The FAA order applies to all 757 aircraft (both models, 200 and 300) and it is accepting input through August. This order followed other rules related to possible cracks in the same area on these same planes in both 2018 and 2020.
Other unrelated issues related to the United 757 fleet included a mid-Pacific diversion due to a rudder flight control issue in May. In June there was another 757 diversion from Hawaii to the mainland.
The titan of Hawaii flights no longer: Boeing 757.
The long, thin “flying pencil” has been certified for Hawaii flights for over 30 years. And the plane was responsible for direct flights opening, to the Big Island and Kauai in particular, as well as to Honolulu and Maui. Routes to neighbor island airports are too light in traffic to warrant a Boeing 767, and the runway at Lihue would need to be longer in order to support full 767 flights.
American Airlines, Delta Airlines, and United Airlines have flown 757 aircraft to Hawaii. Among Hawaii routes still served by the venerable old plane are United Airlines’ Denver to Kauai and Denver to Kona flights. Other Hawaii routes that previously used the planes included Delta flights, which the new Delta Airlines A321neo fleet has recently replaced .
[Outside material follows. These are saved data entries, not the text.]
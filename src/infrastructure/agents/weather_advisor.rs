use std::sync::Arc;

use chrono::NaiveDate;
use tracing::{debug, info};

use super::join_interests;
use crate::domain::{DomainError, TextGenerator, WeatherForecast, WeatherService};

const INSTRUCTIONS: &str = "You are a weather and packing specialist. Analyze forecasts, provide \
packing recommendations, suggest activity modifications based on conditions, warn about severe \
weather, and recommend best times for outdoor activities.";

const FALLBACK_ADVICE: &str = "Unable to generate weather advice.";

/// Fetches forecasts and turns them into packing and activity advice
#[derive(Debug, Clone)]
pub struct WeatherAdvisorAgent {
    weather: Arc<dyn WeatherService>,
    generator: Arc<dyn TextGenerator>,
}

impl WeatherAdvisorAgent {
    pub const AGENT_TYPE: &'static str = "WeatherAdvisor";

    pub fn new(weather: Arc<dyn WeatherService>, generator: Arc<dyn TextGenerator>) -> Self {
        Self { weather, generator }
    }

    pub async fn forecast(
        &self,
        latitude: f64,
        longitude: f64,
        start_date: NaiveDate,
        days: u32,
    ) -> Result<Vec<WeatherForecast>, DomainError> {
        info!(latitude, longitude, days, "Getting weather forecast");
        self.weather
            .forecast(latitude, longitude, start_date, days)
            .await
    }

    pub async fn weather_advice(
        &self,
        forecasts: &[WeatherForecast],
        destination: &str,
        interests: &[String],
    ) -> Result<String, DomainError> {
        let prompt = build_advice_prompt(forecasts, destination, interests);

        debug!(
            destination,
            periods = forecasts.len(),
            agent = Self::AGENT_TYPE,
            "Requesting weather advice"
        );

        let answer = self.generator.generate(INSTRUCTIONS, &prompt).await?;
        Ok(answer.unwrap_or_else(|| FALLBACK_ADVICE.to_string()))
    }
}

fn describe_period(forecast: &WeatherForecast) -> String {
    format!(
        "{}: {}°{}, {}\nDetails: {}\nWind: {} {}",
        forecast.name,
        forecast.temperature,
        forecast.temperature_unit,
        forecast.short_forecast,
        forecast.detailed_forecast,
        forecast.wind_speed,
        forecast.wind_direction,
    )
}

fn build_advice_prompt(
    forecasts: &[WeatherForecast],
    destination: &str,
    interests: &[String],
) -> String {
    let periods = forecasts
        .iter()
        .map(describe_period)
        .collect::<Vec<_>>()
        .join("\n\n");
    let interests = join_interests(interests);

    format!(
        "Provide weather-based travel advice for {destination}:\n\
         \n\
         WEATHER FORECAST:\n\
         {periods}\n\
         \n\
         TRAVELER INTERESTS: {interests}\n\
         \n\
         Please provide:\n\
         1. Weather overview and what to expect\n\
         2. Detailed packing list based on these conditions\n\
         3. Activity recommendations that work well with this weather\n\
         4. Any weather-related warnings or precautions\n\
         5. Best times of day for outdoor activities\n\
         \n\
         Tailor your advice to their interests: {interests}"
    )
}

#[cfg(test)]
mod tests {
    use super::*;
    use crate::domain::llm::MockTextGenerator;
    use crate::domain::travel::MockWeatherService;

    fn forecast() -> WeatherForecast {
        let date = NaiveDate::from_ymd_opt(2025, 6, 1)
            .unwrap()
            .and_hms_opt(6, 0, 0)
            .unwrap();
        WeatherForecast {
            name: "Sunday".to_string(),
            detailed_forecast: "Sunny, with a high near 78.".to_string(),
            wind_speed: "5 to 10 mph".to_string(),
            wind_direction: "SW".to_string(),
            ..WeatherForecast::new(date, 78, "Sunny")
        }
    }

    #[tokio::test]
    async fn test_forecast_delegates() {
        let mut weather = MockWeatherService::new();
        weather
            .expect_forecast()
            .withf(|lat, lon, _, days| *lat == 47.6062 && *lon == -122.3321 && *days == 3)
            .times(1)
            .returning(|_, _, _, _| Ok(vec![forecast()]));

        let agent =
            WeatherAdvisorAgent::new(Arc::new(weather), Arc::new(MockTextGenerator::silent()));
        let start = NaiveDate::from_ymd_opt(2025, 6, 1).unwrap();

        let forecasts = agent.forecast(47.6062, -122.3321, start, 3).await.unwrap();
        assert_eq!(forecasts.len(), 1);
    }

    #[tokio::test]
    async fn test_weather_advice_prompt() {
        let generator = Arc::new(MockTextGenerator::answering("Pack sunscreen."));
        let agent =
            WeatherAdvisorAgent::new(Arc::new(MockWeatherService::new()), generator.clone());
        let interests = vec!["hiking".to_string(), "food".to_string()];

        let advice = agent
            .weather_advice(&[forecast()], "Seattle", &interests)
            .await
            .unwrap();

        assert_eq!(advice, "Pack sunscreen.");
        let prompt = &generator.prompts()[0];
        assert!(prompt.contains(
            "Sunday: 78°F, Sunny\nDetails: Sunny, with a high near 78.\nWind: 5 to 10 mph SW"
        ));
        assert!(prompt.contains("TRAVELER INTERESTS: hiking, food"));
        assert!(prompt.ends_with("Tailor your advice to their interests: hiking, food"));
    }

    #[tokio::test]
    async fn test_weather_advice_fallback() {
        let agent = WeatherAdvisorAgent::new(
            Arc::new(MockWeatherService::new()),
            Arc::new(MockTextGenerator::silent()),
        );

        let advice = agent.weather_advice(&[], "Miami", &[]).await.unwrap();
        assert_eq!(advice, FALLBACK_ADVICE);
    }
}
What made this Hawaii plane unique?
The 757 is similar to the no longer seen Boeing 727. It has two powerful wing-mounted engines and is a plane well liked by pilots. The cabin is a familiar 2×2 in business/first and 3×3 in economy. United has upgraded its 757 fleet with lie-flat Polaris business seating. Editor Jeff said about the United 757 that he’s flown on both into and out of Hawaii hundreds of times: It was always a very uncomfortable plane, both in economy and in the older first-class cabins. But it got the job done.”
American stopped flying the Boeing 757 to Hawaii in 2020.
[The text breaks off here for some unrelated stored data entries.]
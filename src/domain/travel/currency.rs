//! Currency conversion model and lookup capability

use async_trait::async_trait;
use chrono::NaiveDate;
#[cfg(test)]
use mockall::automock;
use rust_decimal::{Decimal, RoundingStrategy};
use serde::{Deserialize, Serialize};
use std::fmt::Debug;

use crate::domain::DomainError;

/// Result of converting an amount between two currencies.
///
/// `exchange_rate == converted_amount / original_amount` whenever the original
/// amount is positive. The identity fallback has a rate of exactly 1.
#[derive(Debug, Clone, PartialEq, Eq, Serialize, Deserialize)]
#[serde(rename_all = "camelCase")]
pub struct CurrencyConversion {
    pub original_amount: Decimal,
    pub original_currency: String,
    pub converted_amount: Decimal,
    pub target_currency: String,
    pub exchange_rate: Decimal,
    pub rate_date: NaiveDate,
}

impl CurrencyConversion {
    /// Conversion from a provider quote; the rate is derived from the amounts
    pub fn quoted(
        original_amount: Decimal,
        original_currency: impl Into<String>,
        converted_amount: Decimal,
        target_currency: impl Into<String>,
        rate_date: NaiveDate,
    ) -> Self {
        let exchange_rate = if original_amount > Decimal::ZERO {
            converted_amount / original_amount
        } else {
            Decimal::ONE
        };

        Self {
            original_amount,
            original_currency: original_currency.into(),
            converted_amount,
            target_currency: target_currency.into(),
            exchange_rate,
            rate_date,
        }
    }

    /// Fallback used when no rate could be obtained
    pub fn identity(
        amount: Decimal,
        original_currency: impl Into<String>,
        target_currency: impl Into<String>,
        rate_date: NaiveDate,
    ) -> Self {
        Self {
            original_amount: amount,
            original_currency: original_currency.into(),
            converted_amount: amount,
            target_currency: target_currency.into(),
            exchange_rate: Decimal::ONE,
            rate_date,
        }
    }

    pub fn is_identity(&self) -> bool {
        self.exchange_rate == Decimal::ONE && self.converted_amount == self.original_amount
    }

    /// One-line human summary, e.g.
    /// `3,000.00 USD = 2,760.00 EUR (Rate: 0.9200 as of 2025-06-01)`
    pub fn summary(&self) -> String {
        format!(
            "{} {} = {} {} (Rate: {} as of {})",
            format_amount(self.original_amount),
            self.original_currency,
            format_amount(self.converted_amount),
            self.target_currency,
            round(self.exchange_rate, 4),
            self.rate_date.format("%Y-%m-%d"),
        )
    }
}

fn round(value: Decimal, dp: u32) -> String {
    format!(
        "{:.*}",
        dp as usize,
        value.round_dp_with_strategy(dp, RoundingStrategy::MidpointAwayFromZero)
    )
}

/// Two decimals with thousands separators
fn format_amount(value: Decimal) -> String {
    format_grouped(value, 2)
}

/// `dp` decimals with thousands separators, e.g. `1,234.50`
pub(crate) fn format_grouped(value: Decimal, dp: u32) -> String {
    let fixed = round(value.abs(), dp);
    let (whole, fraction) = match fixed.split_once('.') {
        Some((whole, fraction)) => (whole, Some(fraction)),
        None => (fixed.as_str(), None),
    };

    let mut grouped = String::with_capacity(whole.len() + whole.len() / 3);
    for (i, ch) in whole.chars().enumerate() {
        if i > 0 && (whole.len() - i) % 3 == 0 {
            grouped.push(',');
        }
        grouped.push(ch);
    }
    if let Some(fraction) = fraction {
        grouped.push('.');
        grouped.push_str(fraction);
    }

    if value.is_sign_negative() && !value.is_zero() {
        format!("-{}", grouped)
    } else {
        grouped
    }
}

/// Currency-rate lookup.
///
/// Production implementations degrade to [`CurrencyConversion::identity`] on
/// transport or data errors; an `Err` is reserved for failures the caller is
/// expected to tolerate.
#[cfg_attr(test, automock)]
#[async_trait]
pub trait CurrencyService: Send + Sync + Debug {
    async fn convert_amount(
        &self,
        amount: Decimal,
        from: &str,
        to: &str,
    ) -> Result<CurrencyConversion, DomainError>;

    /// Rate for one unit of `from`
    async fn exchange_rate(&self, from: &str, to: &str) -> Result<Decimal, DomainError> {
        Ok(self.convert_amount(Decimal::ONE, from, to).await?.exchange_rate)
    }
}
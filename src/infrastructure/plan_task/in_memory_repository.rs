//! In-memory plan task store

use std::collections::HashMap;
use std::sync::Arc;

use async_trait::async_trait;
use chrono::{DateTime, Utc};
use tokio::sync::RwLock;

use crate::domain::error::DomainError;
use crate::domain::plan_task::{PlanTask, PlanTaskRepository, TaskChange, TaskError, TaskId};

/// Keeps every task in a map guarded by a single lock; nothing survives a restart
#[derive(Debug, Default)]
pub struct InMemoryPlanTaskRepository {
    tasks: Arc<RwLock<HashMap<TaskId, PlanTask>>>,
}

impl InMemoryPlanTaskRepository {
    pub fn new() -> Self {
        Self::default()
    }
}

#[async_trait]
impl PlanTaskRepository for InMemoryPlanTaskRepository {
    async fn find(&self, id: &TaskId) -> Result<Option<PlanTask>, DomainError> {
        Ok(self.tasks.read().await.get(id).cloned())
    }

    async fn insert(&self, task: PlanTask) -> Result<(), DomainError> {
        let mut tasks = self.tasks.write().await;
        if tasks.contains_key(task.id()) {
            return Err(TaskError::Duplicate(task.id().to_string()).into());
        }
        tasks.insert(task.id().clone(), task);
        Ok(())
    }

    async fn modify(&self, id: &TaskId, change: TaskChange) -> Result<PlanTask, DomainError> {
        let mut tasks = self.tasks.write().await;
        let stored = tasks
            .get_mut(id)
            .ok_or_else(|| DomainError::not_found(format!("Travel plan '{}'", id)))?;

        let mut updated = stored.clone();
        change(&mut updated)?;
        *stored = updated.clone();
        Ok(updated)
    }

    async fn purge_finished_before(&self, cutoff: DateTime<Utc>) -> Result<u64, DomainError> {
        let mut tasks = self.tasks.write().await;
        let before = tasks.len();

        tasks.retain(|_, task| !task.finished_at().is_some_and(|at| at < cutoff));

        Ok((before - tasks.len()) as u64)
    }
}
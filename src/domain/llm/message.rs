use serde::{Deserialize, Serialize};

/// Role of a message in the conversation
#[derive(Debug, Clone, PartialEq, Eq, Serialize, Deserialize)]
#[serde(rename_all = "lowercase")]
pub enum MessageRole {
    System,
    User,
    Assistant,
}

/// A message in a conversation
#[derive(Debug, Clone, Serialize, Deserialize)]
pub struct Message {
    pub role: MessageRole,
    content: String,
}

impl Message {
    pub fn system(content: impl Into<String>) -> Self {
        Self {
            role: MessageRole::System,
            content: content.into(),
        }
    }

    pub fn user(content: impl Into<String>) -> Self {
        Self {
            role: MessageRole::User,
            content: content.into(),
        }
    }

    pub fn assistant(content: impl Into<String>) -> Self {
        Self {
            role: MessageRole::Assistant,
            content: content.into(),
        }
    }

    pub fn content_text(&self) -> &str {
        &self.content
    }
}
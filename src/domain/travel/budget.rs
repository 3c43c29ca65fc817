//! Deterministic budget allocation

use rust_decimal::Decimal;
use rust_decimal_macros::dec;
use serde::{Deserialize, Serialize};

use super::TravelStyle;

/// Share of the total budget given to each spending category.
///
/// Every table sums to exactly 1.00.
#[derive(Debug, Clone, Copy, PartialEq, Eq)]
pub struct AllocationTable {
    pub accommodation: Decimal,
    pub food: Decimal,
    pub activities: Decimal,
    pub transportation: Decimal,
    pub shopping: Decimal,
    pub emergency: Decimal,
}

pub const LUXURY_ALLOCATION: AllocationTable = AllocationTable {
    accommodation: dec!(0.40),
    food: dec!(0.25),
    activities: dec!(0.20),
    transportation: dec!(0.08),
    shopping: dec!(0.05),
    emergency: dec!(0.02),
};

pub const BUDGET_ALLOCATION: AllocationTable = AllocationTable {
    accommodation: dec!(0.25),
    food: dec!(0.30),
    activities: dec!(0.25),
    transportation: dec!(0.10),
    shopping: dec!(0.05),
    emergency: dec!(0.05),
};

pub const MODERATE_ALLOCATION: AllocationTable = AllocationTable {
    accommodation: dec!(0.35),
    food: dec!(0.25),
    activities: dec!(0.20),
    transportation: dec!(0.10),
    shopping: dec!(0.05),
    emergency: dec!(0.05),
};

impl AllocationTable {
    pub fn for_style(style: TravelStyle) -> &'static AllocationTable {
        match style {
            TravelStyle::Luxury => &LUXURY_ALLOCATION,
            TravelStyle::Budget => &BUDGET_ALLOCATION,
            TravelStyle::Moderate => &MODERATE_ALLOCATION,
        }
    }

    pub fn total(&self) -> Decimal {
        self.accommodation
            + self.food
            + self.activities
            + self.transportation
            + self.shopping
            + self.emergency
    }
}

/// Budget split across the six spending categories
#[derive(Debug, Clone, PartialEq, Eq, Serialize, Deserialize)]
#[serde(rename_all = "camelCase")]
pub struct BudgetBreakdown {
    pub total_budget: Decimal,
    pub accommodation: Decimal,
    pub food: Decimal,
    pub activities: Decimal,
    pub transportation: Decimal,
    pub shopping: Decimal,
    pub emergency: Decimal,
}

impl BudgetBreakdown {
    /// Allocate `total` using the table for `style`. Exact decimal products,
    /// no rounding.
    pub fn allocate(total: Decimal, style: TravelStyle) -> Self {
        let table = AllocationTable::for_style(style);

        Self {
            total_budget: total,
            accommodation: total * table.accommodation,
            food: total * table.food,
            activities: total * table.activities,
            transportation: total * table.transportation,
            shopping: total * table.shopping,
            emergency: total * table.emergency,
        }
    }

    pub fn allocated_total(&self) -> Decimal {
        self.accommodation
            + self.food
            + self.activities
            + self.transportation
            + self.shopping
            + self.emergency
    }

    /// Even per-day spend; zero for a zero-day trip
    pub fn daily_budget(&self, days: u32) -> Decimal {
        if days == 0 {
            return Decimal::ZERO;
        }
        self.total_budget / Decimal::from(days)
    }
}
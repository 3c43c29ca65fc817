//! API middleware components

pub mod logging;
pub mod metrics;

pub use logging::logging_middleware;
pub use metrics::metrics_middleware;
American had more 757’s in their fleet than any other airline until they retired them in early 2020. Delta now holds that title. Delta and United both still operate them, although Delta stopped flying them to and from Hawaii, and both will retire them entirely in the near future. These are being replaced by both the Airbus A321 as well as Boeing 737 MAX variants. Previously, 737 Next Generation planes had replaced them on shorter mainland to Hawaii flights, leaving only longer routes to the 757. Boeing 757 can travel about 1,000 miles further than the older 737s, while the longest range 737 MAX7 is capable of roughy the same distance as the 757.